How can I tell if a plant given to me is patented? - lignuist
http://gardening.stackexchange.com/questions/3808/how-can-i-tell-if-a-plant-given-to-me-is-patented
======
tptacek
For what it's worth:

When people think about plant patents, they're usually thinking of the
Monsanto suits. I don't know that there aren't crazy patent trolls out there
suing gardeners, but as far as Monsanto is concerned, I don't think gardeners
have much to worry about.

If you read the Monsanto suits that have been published, the behavior Monsanto
pursues is planting unlicensed Roundup-Ready seeds and then spraying them with
glyphosphate-based ("Roundup") herbicides. You can spray Roundup without a
patent license. You can probably plant RR crops without a license. But if you
do both (commercially, at least), Monsanto sues.
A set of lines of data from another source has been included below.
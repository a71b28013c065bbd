//! # Arena Contract
//!
//! The rent/return contract every pooled container is written against.

use crate::config::{DEFAULT_HASH_COLLISION_THRESHOLD, DEFAULT_MAX_ARRAY_LENGTH};
use crate::error::CollectionResult;

/// A shared lender of backing buffers.
///
/// Buffers are keyed by element type and minimum size. A rented buffer is
/// always empty (`len() == 0`) but its capacity may exceed the request;
/// containers track their logical length themselves and may use the slack
/// as scratch space.
///
/// # Thread Safety
///
/// Implementations must tolerate concurrent rent/return from unrelated
/// containers. The containers themselves are single-writer.
///
/// # Example
///
/// ```rust,ignore
/// let arena = SharedArena::global();
/// let buffer: Vec<u32> = arena.rent(100);
/// assert!(buffer.capacity() >= 100);
/// arena.give_back(buffer)?;
/// ```
pub trait Arena: Clone {
    /// Rents an empty buffer with capacity of at least `min_len`.
    ///
    /// A request for zero elements returns an unallocated buffer.
    fn rent<T: Send + 'static>(&self, min_len: usize) -> Vec<T>;

    /// Returns a buffer to the arena. Live values are dropped first.
    ///
    /// # Errors
    ///
    /// Returns [`CollectionError::BufferRejected`](crate::CollectionError::BufferRejected)
    /// if the buffer did not come from this arena's size classes.
    fn give_back<T: Send + 'static>(&self, buffer: Vec<T>) -> CollectionResult<()>;

    /// Upper bound for any container capacity.
    fn max_array_length(&self) -> usize {
        DEFAULT_MAX_ARRAY_LENGTH
    }

    /// Collision hops during one map insert that trigger randomized hashing.
    fn hash_collision_threshold(&self) -> usize {
        DEFAULT_HASH_COLLISION_THRESHOLD
    }
}

/// Best-effort return of a buffer; a refusal only costs pool efficiency.
pub(crate) fn release<T: Send + 'static, A: Arena>(arena: &A, buffer: Vec<T>) {
    let capacity = buffer.capacity();
    if capacity == 0 {
        return;
    }
    if let Err(error) = arena.give_back(buffer) {
        tracing::debug!(capacity, %error, "arena declined returned buffer");
    }
}

/// Moves `source` into a freshly rented buffer and releases the old one.
pub(crate) fn relocate<T: Send + 'static, A: Arena>(
    arena: &A,
    source: &mut Vec<T>,
    new_capacity: usize,
) {
    let mut fresh = arena.rent(new_capacity);
    fresh.extend(source.drain(..));
    let old = std::mem::replace(source, fresh);
    release(arena, old);
}

/// An arena that allocates exactly what is asked and frees on return.
///
/// Useful where exact capacities matter (tests, one-shot tools) or where
/// sharing buffers between owners is undesirable.
#[derive(Clone, Copy, Debug, Default, PartialEq, Eq)]
pub struct UnpooledArena;

impl Arena for UnpooledArena {
    fn rent<T: Send + 'static>(&self, min_len: usize) -> Vec<T> {
        Vec::with_capacity(min_len)
    }

    fn give_back<T: Send + 'static>(&self, buffer: Vec<T>) -> CollectionResult<()> {
        drop(buffer);
        Ok(())
    }
}
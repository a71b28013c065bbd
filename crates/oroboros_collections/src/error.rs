//! # Collection Error Types
//!
//! All errors that can occur in the pooled collections.
//!
//! Three families share the enum:
//! - **Usage errors** (bad capacity, index or range) are raised at the call
//!   that violates the precondition.
//! - **State errors** (missing key, duplicate key, empty container) have a
//!   non-failing `try_*` twin on every container.
//! - **Integrity errors** are always [`CollectionError::ConcurrentModification`].

use thiserror::Error;

/// Errors that can occur in the pooled collections.
#[derive(Error, Debug, Clone, PartialEq, Eq)]
pub enum CollectionError {
    /// Requested capacity exceeds the maximum array length.
    #[error("capacity {requested} exceeds the maximum array length {max}")]
    CapacityOverflow {
        /// The requested capacity.
        requested: usize,
        /// The configured maximum.
        max: usize,
    },

    /// Requested capacity is smaller than the number of stored items.
    #[error("capacity {requested} is smaller than the current length {len}")]
    CapacityBelowLength {
        /// The requested capacity.
        requested: usize,
        /// Number of live items.
        len: usize,
    },

    /// Index outside the logical contents.
    #[error("index {index} out of range for length {len}")]
    IndexOutOfRange {
        /// The offending index.
        index: usize,
        /// Logical length at the time of the call.
        len: usize,
    },

    /// Sub-range outside the logical contents.
    #[error("range starting at {start} with {count} items is out of bounds for length {len}")]
    RangeOutOfBounds {
        /// First index of the range.
        start: usize,
        /// Number of items in the range.
        count: usize,
        /// Logical length at the time of the call.
        len: usize,
    },

    /// Destination slice cannot hold the copied items.
    #[error("destination too small: need {required}, have {available}")]
    DestinationTooSmall {
        /// Slots required.
        required: usize,
        /// Slots available.
        available: usize,
    },

    /// Strict insert found the key already present.
    #[error("an item with the same key has already been added")]
    DuplicateKey,

    /// Strict lookup did not find the key.
    #[error("the given key was not present in the map")]
    KeyNotFound,

    /// Pop, peek or dequeue on an empty container.
    #[error("collection is empty")]
    Empty,

    /// The container changed under an enumerator, or a bucket chain is
    /// longer than the table (corrupted by an unsynchronized writer).
    #[error("collection was modified during the operation; it cannot continue")]
    ConcurrentModification,

    /// The arena refused a returned buffer.
    #[error("arena rejected a buffer of capacity {capacity}")]
    BufferRejected {
        /// Capacity of the refused buffer.
        capacity: usize,
    },

    /// Invalid configuration file.
    #[error("invalid configuration: {0}")]
    InvalidConfig(String),

    /// Field stream ended before a field was complete.
    #[error("unexpected end of field data: needed {needed} bytes, {remaining} remaining")]
    UnexpectedEof {
        /// Bytes the field needs.
        needed: usize,
        /// Bytes left in the stream.
        remaining: usize,
    },

    /// Stored comparer tag has no known strategy.
    #[error("unknown key comparer tag {0}")]
    UnknownComparer(u32),

    /// Stored length or index is negative or exceeds the limits.
    #[error("invalid stored length or index {0}")]
    InvalidLength(i64),

    /// A string field is not valid UTF-8.
    #[error("string field is not valid utf-8")]
    InvalidUtf8,
}

/// Result type for collection operations.
pub type CollectionResult<T> = Result<T, CollectionError>;

#[cfg(test)]
mod tests {
    use super::*;

    #[test]
    fn test_messages_carry_context() {
        let error = CollectionError::IndexOutOfRange { index: 7, len: 3 };
        assert_eq!(error.to_string(), "index 7 out of range for length 3");

        let error = CollectionError::BufferRejected { capacity: 33 };
        assert!(error.to_string().contains("33"));
    }
}
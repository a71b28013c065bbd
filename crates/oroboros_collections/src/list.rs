//! # Pooled Dynamic Array
//!
//! A growable, index-addressable list whose backing buffer is rented from an
//! [`Arena`] instead of owned.
//!
//! The buffer may be larger than the list: elements `[0, len)` are the
//! contents, the rest is spare capacity. Growth doubles (minimum 4) up to the
//! arena's maximum array length; the old buffer goes back to the arena.

use std::cmp::Ordering;
use std::fmt;
use std::mem;
use std::ops::{Index, IndexMut};

use crate::codec::{FieldCodec, FieldMapped, FieldReader, FieldWriter};
use crate::cursor::{Cursor, Enumerable};
use crate::error::{CollectionError, CollectionResult};
use crate::memory::{release, relocate, Arena, SharedArena};

/// Capacity of the first rented buffer.
pub const DEFAULT_CAPACITY: usize = 4;

/// A pooled, growable array.
///
/// # Thread Safety
///
/// Single writer. Readers may share `&PooledList` freely; a detached
/// [`Cursor`] detects structural mutation through the version stamp.
///
/// # Example
///
/// ```rust,ignore
/// let mut list: PooledList<u32> = PooledList::new();
/// list.add_range([1, 2, 3, 4, 5, 6]);
/// let removed = list.remove_all(|x| x % 2 == 0);
/// assert_eq!(removed, 3);
/// assert_eq!(list.as_slice(), &[1, 3, 5]);
/// ```
pub struct PooledList<T: Send + 'static, A: Arena = SharedArena> {
    /// Rented buffer; `len()` is the logical count.
    items: Vec<T>,
    version: u32,
    arena: A,
}

impl<T: Send + 'static> PooledList<T, SharedArena> {
    /// Creates an empty list on the global arena. Nothing is rented yet.
    #[must_use]
    pub fn new() -> Self {
        Self::new_in(SharedArena::global())
    }

    /// Creates a list on the global arena with room for `capacity` items.
    ///
    /// # Panics
    ///
    /// Panics if `capacity` exceeds the arena's maximum array length.
    #[must_use]
    pub fn with_capacity(capacity: usize) -> Self {
        Self::with_capacity_in(capacity, SharedArena::global())
    }
}

impl<T: Send + 'static> Default for PooledList<T, SharedArena> {
    fn default() -> Self {
        Self::new()
    }
}
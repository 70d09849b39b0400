use glam::{Mat4, Vec3};

/// Perspective camera. Aspect is the only field the render loop touches;
/// it is recomputed whenever the resize adapter reports a size change.
#[derive(Debug, Clone, Copy)]
pub struct Camera {
    pub fov_y: f32,
    pub aspect: f32,
    pub near: f32,
    pub far: f32,
}

impl Default for Camera {
    fn default() -> Self {
        Self {
            fov_y: 50.0_f32.to_radians(),
            aspect: 16.0 / 9.0,
            near: 0.1,
            far: 100.0,
        }
    }
}

impl Camera {
    pub fn set_aspect(&mut self, width: u32, height: u32) {
        self.aspect = width as f32 / height.max(1) as f32;
    }

    pub fn view_proj(&self, eye: Vec3, target: Vec3) -> Mat4 {
        let view = Mat4::look_at_rh(eye, target, Vec3::Y);
        let proj = Mat4::perspective_rh(self.fov_y, self.aspect.max(1e-3), self.near, self.far);
        proj * view
    }
}

/// Orbit controls with velocity damping.
///
/// End-user interaction is disabled by default, matching the viewer's
/// fixed framing, but `update` still runs every frame so residual
/// velocity keeps converging if interaction is re-enabled.
#[derive(Debug, Clone, Copy)]
pub struct OrbitControls {
    pub enabled: bool,
    pub damping: f32,
    pub sensitivity: f32,
    target: Vec3,
    yaw: f32,
    pitch: f32,
    distance: f32,
    yaw_velocity: f32,
    pitch_velocity: f32,
}

impl OrbitControls {
    /// Builds controls orbiting `target` from the given eye position.
    pub fn from_eye(eye: Vec3, target: Vec3) -> Self {
        let offset = eye - target;
        let distance = offset.length().max(1e-4);
        Self {
            enabled: false,
            damping: 0.05,
            sensitivity: 0.005,
            target,
            yaw: offset.x.atan2(offset.z),
            pitch: (offset.y / distance).asin(),
            distance,
            yaw_velocity: 0.0,
            pitch_velocity: 0.0,
        }
    }

    pub fn eye(&self) -> Vec3 {
        self.target
            + self.distance
                * Vec3::new(
                    self.pitch.cos() * self.yaw.sin(),
                    self.pitch.sin(),
                    self.pitch.cos() * self.yaw.cos(),
                )
    }

    pub fn target(&self) -> Vec3 {
        self.target
    }

    /// Feeds a pointer drag into the velocity state. Ignored while the
    /// controls are disabled.
    pub fn rotate(&mut self, dx: f32, dy: f32) {
        if !self.enabled {
            return;
        }
        self.yaw_velocity -= dx * self.sensitivity;
        self.pitch_velocity -= dy * self.sensitivity;
    }

    /// One damping step: apply residual velocity, then decay it.
    pub fn update(&mut self) {
        self.yaw += self.yaw_velocity;
        let lim = std::f32::consts::FRAC_PI_2 - 0.017;
        self.pitch = (self.pitch + self.pitch_velocity).clamp(-lim, lim);

        let retain = 1.0 - self.damping;
        self.yaw_velocity *= retain;
        self.pitch_velocity *= retain;
        if self.yaw_velocity.abs() < 1e-6 {
            self.yaw_velocity = 0.0;
        }
        if self.pitch_velocity.abs() < 1e-6 {
            self.pitch_velocity = 0.0;
        }
    }
}

#[cfg(test)]
mod tests {
    use super::*;

    #[test]
    fn from_eye_round_trips_eye_position() {
        let eye = Vec3::new(-0.2, 0.0, 2.0);
        let controls = OrbitControls::from_eye(eye, Vec3::ZERO);
        assert!((controls.eye() - eye).length() < 1e-4);
    }

    #[test]
    fn update_without_velocity_is_a_no_op() {
        let mut controls = OrbitControls::from_eye(Vec3::new(-0.2, 0.0, 2.0), Vec3::ZERO);
        let before = controls.eye();
        for _ in 0..100 {
            controls.update();
        }
        assert!((controls.eye() - before).length() < 1e-6);
    }

    #[test]
    fn damping_converges_after_a_drag() {
        let mut controls = OrbitControls::from_eye(Vec3::new(-0.2, 0.0, 2.0), Vec3::ZERO);
        controls.enabled = true;
        controls.rotate(40.0, 10.0);
        for _ in 0..2000 {
            controls.update();
        }
        assert_eq!(controls.yaw_velocity, 0.0);
        assert_eq!(controls.pitch_velocity, 0.0);
        let settled = controls.eye();
        controls.update();
        assert!((controls.eye() - settled).length() < 1e-6);
    }

    #[test]
    fn disabled_controls_ignore_input() {
        let mut controls = OrbitControls::from_eye(Vec3::new(-0.2, 0.0, 2.0), Vec3::ZERO);
        let before = controls.eye();
        controls.rotate(100.0, 100.0);
        controls.update();
        assert!((controls.eye() - before).length() < 1e-6);
    }

    #[test]
    fn aspect_update_changes_projection() {
        let mut camera = Camera::default();
        let eye = Vec3::new(-0.2, 0.0, 2.0);
        let wide = camera.view_proj(eye, Vec3::ZERO);
        camera.set_aspect(800, 1200);
        let tall = camera.view_proj(eye, Vec3::ZERO);
        assert_ne!(wide, tall);
        assert!(!tall.col(0).x.is_nan());
    }
}
mod app;
mod cli;
mod panel;
mod run;
mod session;

use anyhow::Result;

fn main() -> Result<()> {
    let args = cli::parse();
    run::run(args)
}
use std::time::Duration;

/// Monotonic simulation clock scaled by the user's speed multiplier.
///
/// The clock only ever accumulates `delta * speed`, so a zero speed holds
/// the time at exactly its current value, bit for bit.
#[derive(Debug, Default, Clone, Copy)]
pub struct SimClock {
    time: f32,
}

impl SimClock {
    pub fn new() -> Self {
        Self::default()
    }

    /// Advances by one frame's wall-clock delta, scaled.
    pub fn advance(&mut self, delta: Duration, speed: f32) -> f32 {
        self.time += delta.as_secs_f32() * speed;
        self.time
    }

    pub fn time(&self) -> f32 {
        self.time
    }
}

/// Exponentially smoothed frame-time estimate backing the panel's
/// frame-rate readout.
#[derive(Debug, Default, Clone, Copy)]
pub struct FrameStats {
    smoothed_delta: f32,
}

impl FrameStats {
    const SMOOTHING: f32 = 0.1;

    pub fn new() -> Self {
        Self::default()
    }

    /// Folds one frame's wall-clock delta into the estimate. The first
    /// sample is taken as-is so the readout does not ramp up from zero.
    pub fn update(&mut self, delta: Duration) {
        let sample = delta.as_secs_f32();
        if self.smoothed_delta == 0.0 {
            self.smoothed_delta = sample;
        } else {
            self.smoothed_delta += (sample - self.smoothed_delta) * Self::SMOOTHING;
        }
    }

    pub fn frame_time_ms(&self) -> f32 {
        self.smoothed_delta * 1000.0
    }

    pub fn fps(&self) -> f32 {
        if self.smoothed_delta > 0.0 {
            1.0 / self.smoothed_delta
        } else {
            0.0
        }
    }
}

#[cfg(test)]
mod tests {
    use super::*;

    #[test]
    fn accumulates_scaled_deltas() {
        let mut clock = SimClock::new();
        let delta = Duration::from_millis(16);
        for _ in 0..120 {
            clock.advance(delta, 0.5);
        }
        let expected = 120.0 * delta.as_secs_f32() * 0.5;
        assert!((clock.time() - expected).abs() < 1e-4);
    }

    #[test]
    fn zero_speed_holds_time_at_exactly_zero() {
        let mut clock = SimClock::new();
        for _ in 0..10 {
            clock.advance(Duration::from_millis(16), 0.0);
        }
        assert_eq!(clock.time(), 0.0);
    }

    #[test]
    fn speed_changes_apply_from_the_next_frame() {
        let mut clock = SimClock::new();
        clock.advance(Duration::from_secs(1), 1.0);
        clock.advance(Duration::from_secs(1), 2.0);
        assert!((clock.time() - 3.0).abs() < 1e-6);
    }

    #[test]
    fn frame_stats_track_a_steady_cadence() {
        let mut stats = FrameStats::new();
        let delta = Duration::from_millis(16);
        for _ in 0..200 {
            stats.update(delta);
        }
        assert!((stats.fps() - 62.5).abs() < 0.5);
        assert!((stats.frame_time_ms() - 16.0).abs() < 0.1);
    }

    #[test]
    fn first_frame_stat_sample_is_taken_whole() {
        let mut stats = FrameStats::new();
        stats.update(Duration::from_millis(20));
        assert!((stats.frame_time_ms() - 20.0).abs() < 1e-3);
    }

    #[test]
    fn frame_stats_smooth_out_a_spike() {
        let mut stats = FrameStats::new();
        for _ in 0..100 {
            stats.update(Duration::from_millis(16));
        }
        stats.update(Duration::from_millis(160));
        // One outlier nudges the estimate, it does not replace it.
        assert!(stats.frame_time_ms() < 35.0);
        assert!(stats.frame_time_ms() > 16.0);
    }
}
The point of RR seeds is that they resist Roundup, which is a broad-spectrum
herbicide that will kill non-RR crops. In the commercial suits, it becomes
tricky to argue that you planted RR crops unwittingly when you are later shown
to have sprayed them with an herbicide that would have certainly ruined your
harvest but for inbred RR resistance.

The patent they have on the whole RR system may be totally invalid; I'm hoping
to have the presence of mind not to end up litigating that point. I'm just
saying, the likelihood of accidentally become a lawsuit target appears like it
might be overblown in some ways.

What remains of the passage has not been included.